NOTE FROM PASTOR J R FOR SUNDAY, FEBRUARY 8, 2015

This Sunday’s gospel reading from Mark 1 is about healing.  As I studied it this week preparing for the sermon, I was reminded of the abundance of God’s grace in Jesus healing of Peter’s mother-in-law.  Jesus once again demonstrates in this incident that He is “Our Healer of Body and Soul.”

How can you know when you have been healed? That’s seems like an odd question, doesn’t it?  For many, the answer is obvious: when the pain is gone, the fever has come down, and the disease is no more, then I’m healed.   That alone is sufficient enough for most of us.  However, Frank Hegedus says, that “The Gospel gives a better answer.  After it says that “The fever left her,” we are told of Peter’s mother-in-law, “and she began to serve them.”  As she was healed, she immediately began to serve others. When we are ready to help others in their need and focus once again outside ourselves we will know that we too have been healed.”
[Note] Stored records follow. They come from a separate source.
use crossterm::event::{Event, KeyCode, KeyEvent, KeyEventKind, KeyModifiers};
use tui_input::Input;
use tui_input::backend::crossterm::EventHandler;
use tui_textarea::TextArea;

use crate::http::HttpResult;
use crate::models::{HttpMethod, RequestDraft, RequestState};
use crate::utils;

const HEADERS_PLACEHOLDER: &str = "Content-Type: application/json";
const BODY_PLACEHOLDER: &str = "{\"key\": \"value\"}";

/// The currently focused control
#[derive(Debug, Clone, Copy, PartialEq, Eq, Default)]
pub enum Field {
    Method,
    #[default]
    Url,
    Headers,
    Body,
    Send,
    Response,
}

impl Field {
    /// Move to the next field (wrapping around)
    pub fn next(self) -> Self {
        match self {
            Field::Method => Field::Url,
            Field::Url => Field::Headers,
            Field::Headers => Field::Body,
            Field::Body => Field::Send,
            Field::Send => Field::Response,
            Field::Response => Field::Method,
        }
    }

    /// Move to the previous field (wrapping around)
    pub fn prev(self) -> Self {
        match self {
            Field::Method => Field::Response,
            Field::Url => Field::Method,
            Field::Headers => Field::Url,
            Field::Body => Field::Headers,
            Field::Send => Field::Body,
            Field::Response => Field::Send,
        }
    }

    pub fn is_text(self) -> bool {
        matches!(self, Field::Url | Field::Headers | Field::Body)
    }
}

/// Main application state
pub struct App {
    pub focused: Field,
    /// Keys go to the focused text field instead of navigation
    pub editing: bool,
    pub method: HttpMethod,
    pub url: Input,
    pub headers: TextArea<'static>,
    pub body: TextArea<'static>,
    pub state: RequestState,
    pub response_scroll: usize,
    /// Rows the response takes up on screen after wrapping, as last drawn
    pub response_rows: usize,
    pub should_quit: bool,
    pub show_help: bool,
}

impl Default for App {
    fn default() -> Self {
        Self::new()
    }
}

impl App {
    pub fn new() -> Self {
        Self {
            focused: Field::default(),
            editing: false,
            method: HttpMethod::default(),
            url: Input::default(),
            headers: utils::text_editor("", HEADERS_PLACEHOLDER),
            body: utils::text_editor("", BODY_PLACEHOLDER),
            state: RequestState::Idle,
            response_scroll: 0,
            response_rows: 0,
            should_quit: false,
            show_help: false,
        }
    }

    pub fn quit(&mut self) {
        self.should_quit = true;
    }

    /// Toggle help overlay
    pub fn toggle_help(&mut self) {
        self.show_help = !self.show_help;
    }

    pub fn focus_next(&mut self) {
        self.focused = self.focused.next();
    }

    pub fn focus_prev(&mut self) {
        self.focused = self.focused.prev();
    }

    pub fn is_in_flight(&self) -> bool {
        self.state.is_in_flight()
    }

    pub fn set_url(&mut self, url: &str) {
        self.url = Input::new(url.to_string());
    }

    pub fn set_method(&mut self, method: HttpMethod) {
        self.method = method;
    }

    pub fn cycle_method(&mut self) {
        self.set_method(self.method.next());
    }

    pub fn set_headers(&mut self, raw_headers: &str) {
        self.headers = utils::text_editor(raw_headers, HEADERS_PLACEHOLDER);
    }

    pub fn set_body(&mut self, body: &str) {
        self.body = utils::text_editor(body, BODY_PLACEHOLDER);
    }

    pub fn set_editing(&mut self, editing: bool) {
        self.editing = editing && self.focused.is_text();
        utils::show_cursor(&mut self.headers, self.editing && self.focused == Field::Headers);
        utils::show_cursor(&mut self.body, self.editing && self.focused == Field::Body);
    }

    /// Snapshot of the form as it currently reads
    pub fn draft(&self) -> RequestDraft {
        RequestDraft::new(self.method, self.url.value())
            .with_headers(utils::textarea_text(&self.headers))
            .with_body(utils::textarea_text(&self.body))
    }

    /// Start a send. Returns the draft to dispatch, or `None` when nothing
    /// should go out: a send is already in flight or validation failed.
    pub fn begin_send(&mut self) -> Option<RequestDraft> {
        if self.is_in_flight() {
            return None;
        }

        let draft = self.draft();
        if let Err(err) = draft.validate() {
            tracing::debug!(error = %err, "send rejected");
            self.state = RequestState::Error(err.to_string());
            return None;
        }

        self.state = RequestState::Loading;
        self.response_scroll = 0;
        self.response_rows = 0;
        Some(draft)
    }

    pub fn finish_send(&mut self, result: HttpResult) {
        self.state = match result {
            Ok(response) => RequestState::Success(response),
            Err(err) => RequestState::Error(err.to_string()),
        };
        self.response_scroll = 0;
        self.response_rows = 0;
    }

    /// Record the wrapped height of the response so scrolling can reach its last row
    pub fn set_response_rows(&mut self, rows: usize) {
        self.response_rows = rows;
        self.response_scroll = self.response_scroll.min(rows.saturating_sub(1));
    }

    pub fn scroll_response(&mut self, delta: isize) {
        utils::scroll_by(&mut self.response_scroll, delta, self.response_rows);
    }

    /// Handle one key press. Returns a draft when the key triggered a send.
    pub fn handle_key(&mut self, key: KeyEvent) -> Option<RequestDraft> {
        if key.kind != KeyEventKind::Press {
            return None;
        }

        // If help is showing, any key closes it
        if self.show_help {
            self.show_help = false;
            return None;
        }

        let ctrl = key.modifiers.contains(KeyModifiers::CONTROL);
        match key.code {
            KeyCode::Char('c') if ctrl => {
                self.quit();
                return None;
            }
            KeyCode::Char('s') if ctrl => return self.begin_send(),
            _ => {}
        }

        if self.editing {
            return self.handle_edit_key(key);
        }

        let in_response = self.focused == Field::Response;
        match key.code {
            KeyCode::Char('q') | KeyCode::Esc => self.quit(),
            KeyCode::Char('?') => self.toggle_help(),

            KeyCode::Tab => self.focus_next(),
            KeyCode::BackTab => self.focus_prev(),

            KeyCode::Char('j') | KeyCode::Down if in_response => self.scroll_response(1),
            KeyCode::Char('k') | KeyCode::Up if in_response => self.scroll_response(-1),
            KeyCode::PageDown if in_response => self.scroll_response(10),
            KeyCode::PageUp if in_response => self.scroll_response(-10),
            KeyCode::Char('j') | KeyCode::Down => self.focus_next(),
            KeyCode::Char('k') | KeyCode::Up => self.focus_prev(),

            KeyCode::Char('m') => self.cycle_method(),
            KeyCode::Enter | KeyCode::Char('i') | KeyCode::Char(' ') => return self.activate(),

            _ => {}
        }

        None
    }

    fn activate(&mut self) -> Option<RequestDraft> {
        match self.focused {
            Field::Method => self.cycle_method(),
            Field::Url | Field::Headers | Field::Body => self.set_editing(true),
            Field::Send => return self.begin_send(),
            Field::Response => {}
        }
        None
    }

    fn handle_edit_key(&mut self, key: KeyEvent) -> Option<RequestDraft> {
        match (key.code, self.focused) {
            (KeyCode::Esc, _) => self.set_editing(false),
            // Enter in the URL bar submits, as in a browser
            (KeyCode::Enter, Field::Url) => {
                self.set_editing(false);
                return self.begin_send();
            }
            (_, Field::Url) => {
                self.url.handle_event(&Event::Key(key));
            }
            (_, Field::Headers) => {
                self.headers.input(key);
            }
            (_, Field::Body) => {
                self.body.input(key);
            }
            _ => self.set_editing(false),
        }
        None
    }
}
Later in the verse 39 of that chapter it says “And He [Jesus] went through out all Galilee, preaching in their synagogues and casting out demons.”  We have allowed Hollywood to make us think of demons in a certain way.  Some demons are emotional challenges in which we also need to experience a healing.  So, we also know that we have been healed when we are no longer enslaved to the demons of our hurts and resentments.  Those demons are often much more lethal to our well-being than anything Hollywood can conjure up.  “Our Healer of Body and Soul” wants to make us whole physically, emotionally, mentally, relationally and spiritually.  Praise God!

Now I, like most of you, wish my need for healing was always fulfilled as quickly as Jesus did for Peter’s mother-in-law; but we know from experience that’s just not the case.  While I’ve been blessed to experience some wonderful healings in my own life, I also know the healing of others very dear did not happen on this side of eternity.  I wish I knew why, but I don’t.  And God never promised to operate on our timetable.  However, the promise of scripture is “They that wait upon the Lord shall renew their strength, they shall mount up on wings like eagles.  They shall run and not be weary.  They shall walk and not faint.”   Evidently, God’s lesson on healing comes with a lesson in patience and so the songwriter wrote, “Teach me Lord, to wait.”

Join us for worship this Sunday, the day before Marriage Equality finally makes it to Alabama.  I will be preaching a sermon called “Our Healer of Body and Soul” based on Isaiah 40:28-31 and Mark 1:29-39.